Stored items:

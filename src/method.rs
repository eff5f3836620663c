//! HTTP methods the router can register handlers for.
//!
//! Handlers are keyed by this closed enumeration rather than by method-name
//! strings, so a controller's handler table is dispatched with a `match`.

use std::fmt;
use std::str::FromStr;

use serde::{Deserialize, Serialize};

/// A routable HTTP method.
#[derive(Debug, Clone, Copy, PartialEq, Eq, Hash, PartialOrd, Ord, Serialize, Deserialize)]
#[serde(rename_all = "UPPERCASE")]
pub enum HttpMethod {
    Get,
    Post,
    Put,
    Patch,
    Delete,
    Options,
    Head,
}

impl HttpMethod {
    /// Every routable method, in the order used for `Allow` headers.
    pub const ALL: [HttpMethod; 7] = [
        HttpMethod::Get,
        HttpMethod::Post,
        HttpMethod::Put,
        HttpMethod::Patch,
        HttpMethod::Delete,
        HttpMethod::Options,
        HttpMethod::Head,
    ];

    #[must_use]
    pub const fn as_str(self) -> &'static str {
        match self {
            HttpMethod::Get => "GET",
            HttpMethod::Post => "POST",
            HttpMethod::Put => "PUT",
            HttpMethod::Patch => "PATCH",
            HttpMethod::Delete => "DELETE",
            HttpMethod::Options => "OPTIONS",
            HttpMethod::Head => "HEAD",
        }
    }
}

impl fmt::Display for HttpMethod {
    fn fmt(&self, f: &mut fmt::Formatter<'_>) -> fmt::Result {
        f.write_str(self.as_str())
    }
}

/// Returned when a method name or `http::Method` has no routable counterpart
/// (e.g. `TRACE`, `CONNECT`, extension methods).
#[derive(Debug, Clone, PartialEq, Eq, thiserror::Error)]
#[error("unsupported HTTP method '{0}'")]
pub struct UnsupportedMethod(pub String);

impl FromStr for HttpMethod {
    type Err = UnsupportedMethod;

    fn from_str(s: &str) -> Result<Self, Self::Err> {
        HttpMethod::ALL
            .into_iter()
            .find(|m| m.as_str().eq_ignore_ascii_case(s))
            .ok_or_else(|| UnsupportedMethod(s.to_string()))
    }
}

impl TryFrom<&http::Method> for HttpMethod {
    type Error = UnsupportedMethod;

    fn try_from(method: &http::Method) -> Result<Self, Self::Error> {
        match *method {
            http::Method::GET => Ok(HttpMethod::Get),
            http::Method::POST => Ok(HttpMethod::Post),
            http::Method::PUT => Ok(HttpMethod::Put),
            http::Method::PATCH => Ok(HttpMethod::Patch),
            http::Method::DELETE => Ok(HttpMethod::Delete),
            http::Method::OPTIONS => Ok(HttpMethod::Options),
            http::Method::HEAD => Ok(HttpMethod::Head),
            _ => Err(UnsupportedMethod(method.as_str().to_string())),
        }
    }
}

impl From<HttpMethod> for http::Method {
    fn from(method: HttpMethod) -> Self {
        match method {
            HttpMethod::Get => http::Method::GET,
            HttpMethod::Post => http::Method::POST,
            HttpMethod::Put => http::Method::PUT,
            HttpMethod::Patch => http::Method::PATCH,
            HttpMethod::Delete => http::Method::DELETE,
            HttpMethod::Options => http::Method::OPTIONS,
            HttpMethod::Head => http::Method::HEAD,
        }
    }
}
//! Dependency resolution over the module tree.

use tracing::debug;

use crate::error::{ConfigError, ConfigResult};
use crate::module::{ModuleGraph, ModuleId};

use super::provider::{Dependency, Instance, Resolved};
use super::registry::InstanceRegistry;

/// Resolves dependency lists on behalf of a module.
///
/// Lookup is lexical: the registry of already-built singletons first, then
/// the requesting module's providers, then its parent's, up to the root.
/// A provider's own dependencies are resolved from the module that declares
/// it, not from the module that asked for it.
#[derive(Debug, Clone, Copy)]
pub struct Resolver<'a> {
    graph: &'a ModuleGraph,
    registry: &'a InstanceRegistry,
}

impl<'a> Resolver<'a> {
    #[must_use]
    pub fn new(graph: &'a ModuleGraph, registry: &'a InstanceRegistry) -> Self {
        Self { graph, registry }
    }

    /// Resolve every entry of `dependencies` for `requested_by`, positionally.
    /// Primitive entries resolve to an absent slot.
    pub fn resolve_all(
        &self,
        dependencies: &[Dependency],
        module: ModuleId,
        requested_by: &str,
    ) -> ConfigResult<Resolved> {
        let mut resolved = Resolved::new();
        for dependency in dependencies {
            match dependency {
                Dependency::Primitive(p) => resolved.push(p.as_str(), None),
                Dependency::Service(name) => {
                    let instance = self.resolve(name, module, requested_by)?;
                    resolved.push(name, Some(instance));
                }
            }
        }
        Ok(resolved)
    }

    /// Resolve a single service by name.
    pub fn resolve(&self, name: &str, module: ModuleId, requested_by: &str) -> ConfigResult<Instance> {
        if let Some(found) = self.registry.get(name) {
            return Ok(found);
        }

        let (owner, provider) =
            self.graph
                .find_provider(module, name)
                .ok_or_else(|| ConfigError::ProviderNotFound {
                    dependency: name.to_string(),
                    requested_by: requested_by.to_string(),
                })?;

        debug!(
            provider = %name,
            requested_by = %requested_by,
            module = %self.graph.node(owner).name,
            dependency_count = provider.dependencies().len(),
            "Resolving provider"
        );

        self.registry.get_or_create(name, || {
            let deps = self.resolve_all(provider.dependencies(), owner, provider.name())?;
            provider
                .construct(&deps)
                .map_err(|source| ConfigError::ProviderFactory {
                    provider: name.to_string(),
                    source,
                })
        })
    }
}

_What is being asked_. Please retype the data exactly as it stands, from its first line down to the line that contains "pub enum HttpMethod", then stop.

_Solution to the problem_.
filename src/method.rs
repository eff5f3836620663c
//! HTTP methods the router can register handlers for.
//!
//! Handlers are keyed by this closed enumeration rather than by method-name
//! strings, so a controller's handler table is dispatched with a `match`.

use std::fmt;
use std::str::FromStr;

use serde::{Deserialize, Serialize};

/// A routable HTTP method.
#[derive(Debug, Clone, Copy, PartialEq, Eq, Hash, PartialOrd, Ord, Serialize, Deserialize)]
#[serde(rename_all = "UPPERCASE")]
pub enum HttpMethod {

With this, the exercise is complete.